Уже Дюга (18) указывает на то, что Гобло не считался зачастую с фактическим материалом, лишь бы доказать правильность своей теории. Есть сновидения, от которых не просыпаешься, например, такие, в которых снится, что нам что-нибудь снится. Согласно нашему пониманию деятельности сновидения мы отнюдь не можем согласиться с тем, что оно простирается лишь на период пробуждения. Мы должны, наоборот, предположить, что первая часть деятельности сновидения начинается уже днем, еще при господстве предсознатель-ной сферы.

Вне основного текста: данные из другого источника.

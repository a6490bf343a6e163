pub mod ssd;
pub mod stub;

#[cfg(feature = "backend-tract")]
pub mod tract;

pub use stub::StubClassifier;

#[cfg(feature = "backend-tract")]
pub use tract::TractPersonClassifier;
//! Translation between the portable key model and macOS event types.
//!
//! Hotkey bindings and injected keys carry portable virtual-key codes; the
//! CGEventTap callbacks and posted CGEvents speak macOS hardware keycodes and
//! CGEventFlags. Keys without a macOS equivalent simply have no mapping and
//! are rejected at registration/injection time.

use core_graphics::event::CGEventFlags;

use super::{KeyCode, ModifierSet};

/// macOS virtual keycode for a portable key, if the key exists on macOS.
pub(crate) fn mac_keycode(key: KeyCode) -> Option<u16> {
    let code = match key {
        KeyCode::A => 0x00,
        KeyCode::S => 0x01,
        KeyCode::D => 0x02,
        KeyCode::F => 0x03,
        KeyCode::H => 0x04,
        KeyCode::G => 0x05,
        KeyCode::Z => 0x06,
        KeyCode::X => 0x07,
        KeyCode::C => 0x08,
        KeyCode::V => 0x09,
        KeyCode::B => 0x0B,
        KeyCode::Q => 0x0C,
        KeyCode::W => 0x0D,
        KeyCode::E => 0x0E,
        KeyCode::R => 0x0F,
        KeyCode::Y => 0x10,
        KeyCode::T => 0x11,
        KeyCode::DIGIT_1 => 0x12,
        KeyCode::DIGIT_2 => 0x13,
        KeyCode::DIGIT_3 => 0x14,
        KeyCode::DIGIT_4 => 0x15,
        KeyCode::DIGIT_6 => 0x16,
        KeyCode::DIGIT_5 => 0x17,
        KeyCode::EQUAL => 0x18,
        KeyCode::DIGIT_9 => 0x19,
        KeyCode::DIGIT_7 => 0x1A,
        KeyCode::MINUS => 0x1B,
        KeyCode::DIGIT_8 => 0x1C,
        KeyCode::DIGIT_0 => 0x1D,
        KeyCode::BRACKET_RIGHT => 0x1E,
        KeyCode::O => 0x1F,
        KeyCode::U => 0x20,
        KeyCode::BRACKET_LEFT => 0x21,
        KeyCode::I => 0x22,
        KeyCode::P => 0x23,
        KeyCode::RETURN => 0x24,
        KeyCode::L => 0x25,
        KeyCode::J => 0x26,
        KeyCode::QUOTE => 0x27,
        KeyCode::K => 0x28,
        KeyCode::SEMICOLON => 0x29,
        KeyCode::BACKSLASH => 0x2A,
        KeyCode::COMMA => 0x2B,
        KeyCode::SLASH => 0x2C,
        KeyCode::N => 0x2D,
        KeyCode::M => 0x2E,
        KeyCode::PERIOD => 0x2F,
        KeyCode::TAB => 0x30,
        KeyCode::SPACE => 0x31,
        KeyCode::BACKQUOTE => 0x32,
        KeyCode::BACK => 0x33,
        KeyCode::ESCAPE => 0x35,
        KeyCode::F5 => 0x60,
        KeyCode::F6 => 0x61,
        KeyCode::F7 => 0x62,
        KeyCode::F3 => 0x63,
        KeyCode::F8 => 0x64,
        KeyCode::F9 => 0x65,
        KeyCode::F11 => 0x67,
        KeyCode::F13 => 0x69,
        KeyCode::F14 => 0x6B,
        KeyCode::F10 => 0x6D,
        KeyCode::F12 => 0x6F,
        KeyCode::F15 => 0x71,
        KeyCode::HELP => 0x72,
        KeyCode::HOME => 0x73,
        KeyCode::PAGE_UP => 0x74,
        KeyCode::DELETE => 0x75,
        KeyCode::F4 => 0x76,
        KeyCode::END => 0x77,
        KeyCode::F2 => 0x78,
        KeyCode::PAGE_DOWN => 0x79,
        KeyCode::F1 => 0x7A,
        KeyCode::LEFT => 0x7B,
        KeyCode::RIGHT => 0x7C,
        KeyCode::DOWN => 0x7D,
        KeyCode::UP => 0x7E,
        _ => return None,
    };
    Some(code)
}

/// Extract the portable modifier set from tap callback flags.
pub(crate) fn modifiers_from_flags(flags: CGEventFlags) -> ModifierSet {
    let mut set = ModifierSet::NONE;
    if flags.contains(CGEventFlags::CGEventFlagControl) {
        set |= ModifierSet::CONTROL;
    }
    if flags.contains(CGEventFlags::CGEventFlagAlternate) {
        set |= ModifierSet::ALT;
    }
    if flags.contains(CGEventFlags::CGEventFlagShift) {
        set |= ModifierSet::SHIFT;
    }
    if flags.contains(CGEventFlags::CGEventFlagCommand) {
        set |= ModifierSet::META;
    }
    set
}

#[cfg(test)]
mod tests {
    use super::*;

    #[test]
    fn test_letter_and_function_keys_map() {
        assert_eq!(mac_keycode(KeyCode::A), Some(0x00));
        assert_eq!(mac_keycode(KeyCode::F1), Some(0x7A));
        assert_eq!(mac_keycode(KeyCode::SPACE), Some(0x31));
    }

    #[test]
    fn test_windows_only_keys_do_not_map() {
        assert_eq!(mac_keycode(KeyCode::NONE), None);
        assert_eq!(mac_keycode(KeyCode::BROWSER_BACK), None);
        assert_eq!(mac_keycode(KeyCode::PRINT_SCREEN), None);
    }

    #[test]
    fn test_modifier_flag_translation() {
        let flags = CGEventFlags::CGEventFlagControl | CGEventFlags::CGEventFlagShift;
        assert_eq!(
            modifiers_from_flags(flags),
            ModifierSet::CONTROL | ModifierSet::SHIFT
        );
    }
}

Вторая ее часть – изменение под воздействием цензуры, благодаря привлечению бессознательных фантазий и проникновению к восприятию, продолжается, несомненно, в течение всей ночи, и, следовательно, мы вполне правильно выражаемся, говоря, что нам всю ночь что-то снилось, хотя и не знаем, что именно. Я не думаю, однако, что необходимо признать, будто процессы сновидения до сознавания их выдерживают ту временную последовательность, которую мы только что охарактеризовали: сперва появляется перенесенное желание, затем происходит искажение под влиянием цензуры, далее поворот к регрессии и так далее В изложении нам приходилось придерживаться такой последовательности; в действительности же дело идет скорее об одновременном испробовании тех или иных путей; раздражения устремляются то в одну, то в другую сторону, пока, наконец, благодаря их наиболее целесообразному распределению, какая-либо группировка не фиксируется. Некоторые мои личные наблюдения указывают даже на то, что деятельности сновидения нужен иногда не один день и не одна ночь для получения своего продукта, причем чрезвычайная сила конструкции сновидения утрачивает тогда весь свой чудесный облик. По-моему, даже отношение к понятливости в качестве восприятия может проявиться до тех пор, пока сновидение дошло до сознания. С этого момента процесс, правда, значительно ускоряется, так как сновидение встречает теперь то же отношение к себе, как и всякое другое восприятие. Он теперь словно фейерверк, который долго изготовляли и который теперь в одно мгновение сгорает.